We extracted diagnosis codes from all inpatient and outpatient encounters financed by the VA and Medicare during the 2001 baseline period and used the International
Classification of Diseases, Ninth Revision, Clinical Modification (ICD-9-CM) diagnosis codes listed by Elixhauser et al23 to define 28 comorbidity indicator variables, which included a wide variety of physical and mental conditions.

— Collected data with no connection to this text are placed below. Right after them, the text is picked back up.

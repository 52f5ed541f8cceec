//! Classification prompt shared by every LLM provider.

use std::sync::LazyLock;

use super::category::vocabulary;
use super::ClassifyInput;
use crate::titles::truncate_chars;

/// Characters of analysis text sent to a provider.
pub const MAX_PROMPT_CONTENT: usize = 1000;

/// Sampling temperature for every provider.
pub const TEMPERATURE: f32 = 0.3;

/// Output token limit for every provider.
pub const MAX_OUTPUT_TOKENS: u32 = 200;

/// System instruction demanding a strict JSON object.
pub static SYSTEM_PROMPT: LazyLock<String> = LazyLock::new(|| {
    format!(
        r#"You are a content classifier for a bookmarking app. Given social media content (caption, title, URL), respond ONLY with valid JSON (no markdown, no code fences):
{{
  "title": "A 4-10 word descriptive title based on the actual content",
  "category": "exactly one of: {vocab}",
  "tags": ["tag1", "tag2", "tag3"],
  "summary": "One or two neutral sentences summarizing the content."
}}

RULES:
- The title MUST describe what the content is about, using keywords from the caption.
- The title must NOT start with a platform or format word (Instagram, Reel, Post, Video, Tweet) and must not be clickbait.
- NEVER use generic titles like "Instagram Reel" or "Social Media Post".
- The category MUST be exactly one value from the list above.
- Tags: 3 to 6, lowercase, no '#'. Prefer hashtags that appear in the caption. Never use engagement words like viral, trending, fyp, foryou, explorepage, follow, like, share, reels, instagood, love.
- The summary MUST include important words from the caption so it is searchable later.
- If the caption is empty, infer meaning from the URL or author name."#,
        vocab = vocabulary()
    )
});

/// Per-request user message.
#[must_use]
pub fn user_message(text: &str, input: &ClassifyInput) -> String {
    let mut message = format!("Platform: {}\n", input.platform);
    if !input.author.trim().is_empty() {
        message.push_str(&format!("Author: {}\n", input.author.trim()));
    }
    message.push_str("Content: ");
    message.push_str(truncate_chars(text, MAX_PROMPT_CONTENT));
    message
}

/// System instruction and user message in one block, for single-turn APIs.
#[must_use]
pub fn combined_prompt(text: &str, input: &ClassifyInput) -> String {
    format!("{}\n\n{}", *SYSTEM_PROMPT, user_message(text, input))
}
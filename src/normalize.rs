//! Merge of extractor output with classifier output.
//!
//! Extractors and the classifier each produce a title; this module decides
//! which one a bookmark keeps, using the single junk-title predicate in
//! [`crate::titles`].

use crate::classify::{Category, ClassificationResult};
use crate::content::ExtractedContent;
use crate::platform::{is_reel_path, Platform};
use crate::titles::{is_generic_instagram_title, is_placeholder_title, UNTITLED};

/// Final bookmark title.
///
/// - Instagram reels: a non-empty classifier title always wins.
/// - Otherwise the extractor title is kept unless it is junk, in which case
///   the classifier title is used, then the extractor title, then `Untitled`.
/// - A surviving `Instagram Reel`/`Instagram Post` becomes `"{author}'s Reel"`
///   or the classifier title.
#[must_use]
pub fn resolve_title(content: &ExtractedContent, url: &str, ai: &ClassificationResult) -> String {
    let is_reel = content.platform == Platform::Instagram && is_reel_path(url);
    let extracted = content.title.trim();
    let suggested = ai.title.trim();

    let title = if is_reel && !suggested.is_empty() {
        suggested
    } else if !is_placeholder_title(extracted) {
        extracted
    } else if !suggested.is_empty() {
        suggested
    } else if !extracted.is_empty() {
        extracted
    } else {
        UNTITLED
    };

    if !title.is_empty() && !is_generic_instagram_title(title) {
        return title.to_string();
    }

    let author = content.author.trim();
    if !author.is_empty() {
        let kind = if is_reel_path(url) { "Reel" } else { "Post" };
        format!("{author}'s {kind}")
    } else if !suggested.is_empty() && !is_generic_instagram_title(suggested) {
        suggested.to_string()
    } else {
        UNTITLED.to_string()
    }
}

/// Category from a provider's free-text answer, coerced to `Uncategorized`
/// outside the vocabulary.
#[must_use]
pub fn resolve_category(raw: &str) -> Category {
    Category::resolve(raw)
}

#[cfg(test)]
mod tests {
    use super::*;

    fn content(platform: Platform, title: &str, author: &str) -> ExtractedContent {
        ExtractedContent {
            platform,
            title: title.to_string(),
            author: author.to_string(),
            ..Default::default()
        }
    }

    fn ai(title: &str) -> ClassificationResult {
        ClassificationResult {
            title: title.to_string(),
            ..Default::default()
        }
    }

    const REEL: &str = "https://www.instagram.com/reel/Cx7yZ1qLk9W/";
    const POST: &str = "https://www.instagram.com/p/Cx7yZ1qLk9W/";

    #[test]
    fn reel_prefers_classifier_title() {
        let c = content(Platform::Instagram, "Creamy pasta in 15 minutes", "chefmaria");
        assert_eq!(
            resolve_title(&c, REEL, &ai("Creamy Garlic Pasta Recipe")),
            "Creamy Garlic Pasta Recipe"
        );
    }

    #[test]
    fn reel_keeps_own_title_without_classifier_title() {
        let c = content(Platform::Instagram, "chefmaria's Reel", "chefmaria");
        assert_eq!(resolve_title(&c, REEL, &ai("")), "chefmaria's Reel");
    }

    #[test]
    fn good_extractor_title_is_kept() {
        let c = content(Platform::Article, "How To Bake Bread", "");
        assert_eq!(
            resolve_title(&c, "https://blog.example.com/how-to-bake-bread", &ai("Bread Guide")),
            "How To Bake Bread"
        );
    }

    #[test]
    fn junk_titles_are_replaced() {
        for junk in ["", "Untitled", "Cx7yZ1qLk9W", "%%title%%", "instagram post"] {
            let c = content(Platform::Twitter, junk, "");
            assert_eq!(
                resolve_title(&c, "https://x.com/a/status/1", &ai("Rust Async Tips")),
                "Rust Async Tips",
                "junk title {junk:?}"
            );
        }
    }

    #[test]
    fn junk_title_without_classifier_title() {
        let c = content(Platform::Article, "", "");
        assert_eq!(resolve_title(&c, "https://a.b", &ai("")), UNTITLED);

        let c = content(Platform::Article, "Cx7yZ1qLk9W", "");
        assert_eq!(resolve_title(&c, "https://a.b", &ai("")), "Cx7yZ1qLk9W");
    }

    #[test]
    fn generic_instagram_title_names_the_author() {
        let c = content(Platform::Instagram, "Instagram Post", "chefmaria");
        assert_eq!(resolve_title(&c, POST, &ai("")), "chefmaria's Post");

        let c = content(Platform::Instagram, "Instagram Reel", "");
        assert_eq!(resolve_title(&c, REEL, &ai("Instagram Reel")), UNTITLED);
    }

    #[test]
    fn category_outside_vocabulary_is_uncategorized() {
        assert_eq!(resolve_category("Cooking"), Category::Cooking);
        assert_eq!(resolve_category(" cooking "), Category::Cooking);
        assert_eq!(resolve_category("Memes"), Category::Uncategorized);
        assert_eq!(resolve_category("Food & Drink"), Category::Uncategorized);
    }
}
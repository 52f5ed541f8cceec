//! Chat replies sent back to the person who shared a link.

use crate::bookmark::Bookmark;
use crate::platform::Platform;

/// Reply when a message carries no link.
pub const GUIDANCE: &str = "👋 Hey! Send me a link (Instagram, Twitter, or any article) and I'll save it to your dashboard!\n\nTry sending an Instagram Reel or Post link.";

/// Reply when the link in a message could not be processed.
pub const PROCESSING_FAILED: &str =
    "⚠️ I couldn't process that link. Please check the URL and try again.";

fn platform_emoji(platform: Platform) -> &'static str {
    match platform {
        Platform::Instagram => "📸",
        Platform::Twitter => "🐦",
        Platform::YouTube => "🎬",
        Platform::Article => "📄",
    }
}

/// Confirmation message for a saved bookmark.
#[must_use]
pub fn saved_message(bookmark: &Bookmark, frontend_url: &str) -> String {
    let tags = if bookmark.tags.is_empty() {
        "none".to_string()
    } else {
        bookmark.tags.join(", ")
    };

    format!(
        "{emoji} Got it! Saved to your *{category}* bucket.\n\n\
         📌 Title: {title}\n\
         📂 Category: {category}\n\n\
         📝 {summary}\n\n\
         🏷️ Tags: {tags}\n\n\
         View your saved links at: {frontend_url}",
        emoji = platform_emoji(bookmark.platform),
        category = bookmark.category,
        title = bookmark.title,
        summary = bookmark.summary,
    )
}
use anyhow::Result;
use serde_json::json;

use linkstash::platform::{detect, is_instagram_reel};

use super::output::print_json;
use crate::OutputFormat;

pub fn cmd_detect(url: &str, format: OutputFormat) -> Result<()> {
    let platform = detect(url);

    match format {
        OutputFormat::Json => print_json(&json!({
            "url": url,
            "platform": platform,
            "reel": is_instagram_reel(url),
        })),
        OutputFormat::Text => {
            println!("{platform}");
            Ok(())
        }
    }
}
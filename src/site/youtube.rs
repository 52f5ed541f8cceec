//! YouTube content extraction.
//!
//! The embed URL and a fallback thumbnail are derived from the video ID
//! without any network call; title, description, and channel come from the
//! watch page's meta tags.

use async_trait::async_trait;
use tracing::instrument;
use url::Url;

use super::SiteExtractor;
use crate::content::ExtractedContent;
use crate::platform::Platform;
use crate::scrape::MetaTagScraper;

/// YouTube extractor backed by the meta-tag scraper.
pub struct YouTubeExtractor {
    scraper: MetaTagScraper,
}

impl YouTubeExtractor {
    #[must_use]
    pub fn new(scraper: MetaTagScraper) -> Self {
        Self { scraper }
    }
}

#[async_trait]
impl SiteExtractor for YouTubeExtractor {
    fn name(&self) -> &'static str {
        "youtube"
    }

    fn platform(&self) -> Platform {
        Platform::YouTube
    }

    #[instrument(skip(self), fields(url = %url))]
    async fn extract(&self, url: &str) -> ExtractedContent {
        let mut content = self.scraper.scrape(url).await;

        if let Some(id) = video_id(url) {
            content.embed_url = Some(embed_url(&id));
            if content.thumbnail.is_empty() {
                content.thumbnail = thumbnail_url(&id);
            }
        }

        content
    }
}

/// Video ID from `youtu.be/<id>`, `/shorts/<id>`, `/embed/<id>`, or `?v=<id>`.
#[must_use]
pub fn video_id(url: &str) -> Option<String> {
    let parsed = Url::parse(url).ok()?;
    let host = parsed.host_str()?.to_lowercase();
    let mut segments = parsed.path_segments()?.filter(|s| !s.is_empty());

    let id = if host.ends_with("youtu.be") {
        segments.next().map(str::to_string)
    } else {
        match segments.next() {
            Some("shorts" | "embed" | "live") => segments.next().map(str::to_string),
            _ => parsed
                .query_pairs()
                .find(|(k, _)| k == "v")
                .map(|(_, v)| v.into_owned()),
        }
    };

    id.filter(|id| !id.is_empty())
}

/// Canonical iframe URL for a video.
#[must_use]
pub fn embed_url(id: &str) -> String {
    format!("https://www.youtube.com/embed/{id}")
}

/// Predictable CDN thumbnail for a video.
#[must_use]
pub fn thumbnail_url(id: &str) -> String {
    format!("https://img.youtube.com/vi/{id}/hqdefault.jpg")
}

#[cfg(test)]
mod tests {
    use super::*;

    #[test]
    fn parses_watch_urls() {
        assert_eq!(
            video_id("https://www.youtube.com/watch?v=dQw4w9WgXcQ&t=42").as_deref(),
            Some("dQw4w9WgXcQ")
        );
        assert_eq!(
            video_id("https://m.youtube.com/watch?feature=share&v=abc123").as_deref(),
            Some("abc123")
        );
    }

    #[test]
    fn parses_short_links() {
        assert_eq!(
            video_id("https://youtu.be/dQw4w9WgXcQ?si=xyz").as_deref(),
            Some("dQw4w9WgXcQ")
        );
    }

    #[test]
    fn parses_shorts() {
        assert_eq!(
            video_id("https://www.youtube.com/shorts/Zx9_ab-12").as_deref(),
            Some("Zx9_ab-12")
        );
    }

    #[test]
    fn no_id_for_channel_pages() {
        assert_eq!(video_id("https://www.youtube.com/@somechannel"), None);
        assert_eq!(video_id("https://www.youtube.com/"), None);
        assert_eq!(video_id("https://youtu.be/"), None);
    }

    #[test]
    fn builds_canonical_urls() {
        assert_eq!(embed_url("abc"), "https://www.youtube.com/embed/abc");
        assert_eq!(
            thumbnail_url("abc"),
            "https://img.youtube.com/vi/abc/hqdefault.jpg"
        );
    }
}
//! Shared HTTP client
//!
//! One pooled `reqwest` client for every outbound fetch the pipeline makes:
//! - Hard per-request timeout (10s by default)
//! - Redirects followed up to 5 hops
//! - Brotli/Gzip/Deflate decompression
//! - Identity headers chosen per request from [`BrowserProfile`]
//!
//! Non-2xx responses are errors so callers can fall through to the next strategy.

use std::time::Duration;

use anyhow::{Context, Result};
use reqwest::{Client, Response};
use serde::de::DeserializeOwned;
use tracing::{debug, instrument};

use crate::fingerprint::{BrowserProfile, DESKTOP_CHROME, GOOGLEBOT};

/// Timeout for page scrapes and oEmbed calls.
pub const DEFAULT_TIMEOUT: Duration = Duration::from_secs(10);
/// Maximum redirect hops followed.
pub const MAX_REDIRECTS: usize = 5;

/// HTTP client used by the scraper and every platform extractor.
#[derive(Debug, Clone)]
pub struct FetchClient {
    client: Client,
}

impl FetchClient {
    /// Create a client with the default 10s timeout.
    pub fn new() -> Result<Self> {
        Self::with_timeout(DEFAULT_TIMEOUT)
    }

    /// Create a client with a specific per-request timeout.
    pub fn with_timeout(timeout: Duration) -> Result<Self> {
        let client = Client::builder()
            // Let the server negotiate HTTP/1.1 vs HTTP/2
            .http2_adaptive_window(true)
            .pool_max_idle_per_host(4)
            .pool_idle_timeout(Duration::from_secs(90))
            .tcp_nodelay(true)
            .use_rustls_tls()
            .brotli(true)
            .gzip(true)
            .deflate(true)
            .default_headers(GOOGLEBOT.to_headers())
            .connect_timeout(timeout)
            .timeout(timeout)
            .redirect(reqwest::redirect::Policy::limited(MAX_REDIRECTS))
            .cookie_store(true)
            .build()
            .context("failed to build HTTP client")?;

        Ok(Self { client })
    }

    /// GET a URL presenting the given identity. Non-2xx is an error.
    #[instrument(skip(self, profile), fields(url = %url, profile = profile.name))]
    pub async fn fetch(&self, url: &str, profile: &BrowserProfile) -> Result<Response> {
        debug!("Fetching");
        let response = self
            .client
            .get(url)
            .headers(profile.to_headers())
            .send()
            .await
            .with_context(|| format!("request to {url} failed"))?;

        debug!(status = %response.status(), "Response received");

        response
            .error_for_status()
            .with_context(|| format!("{url} returned an error status"))
    }

    /// Fetch and return body as string.
    pub async fn fetch_text_as(&self, url: &str, profile: &BrowserProfile) -> Result<String> {
        let response = self.fetch(url, profile).await?;
        let text = response
            .text()
            .await
            .with_context(|| format!("failed to read body of {url}"))?;
        Ok(text)
    }

    /// Fetch a JSON API endpoint and deserialize it.
    pub async fn fetch_json<T: DeserializeOwned>(&self, url: &str) -> Result<T> {
        let body = self.fetch_text_as(url, &DESKTOP_CHROME).await?;
        serde_json::from_str(&body).with_context(|| format!("invalid JSON from {url}"))
    }
}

The Diabetes Complications Severity Index developed by Young et al24 was used to control for diabetes severity. This index included measures of complications from retinopathy, nephropathy, neuropathy, cerebrovascular disease, cardiovascular disease, peripheral vascular disease, and metabolic disease. The ICD-9-CM codes from VA and Medicare outpatient and inpatient utilization and claims files for 2001 were used to determine each individual’s Diabetes Complications Severity Index.
Outcomes and Analyses
Data were analyzed using commercially available statistical software (STATA 10.0; StataCorp LP, College Station, TX). We modeled the mean 6-month A1C level during each observation period. The mean wait time for the previous 6 months predicted the A1C level in the current 6-month period. Therefore, each individual contributed up to 3 outcome observations because his or her first 6-month period had no lagged data available. Standard errors were clustered on individuals to account for the lack of independence between observations from the same individual.
Patients in a hospital or nursing home during the wait time measurement period should not be affected by outpatient wait times. Therefore, we censored observation periods if the veteran was in a hospital or nursing home for all 6 months during the wait time measurement period.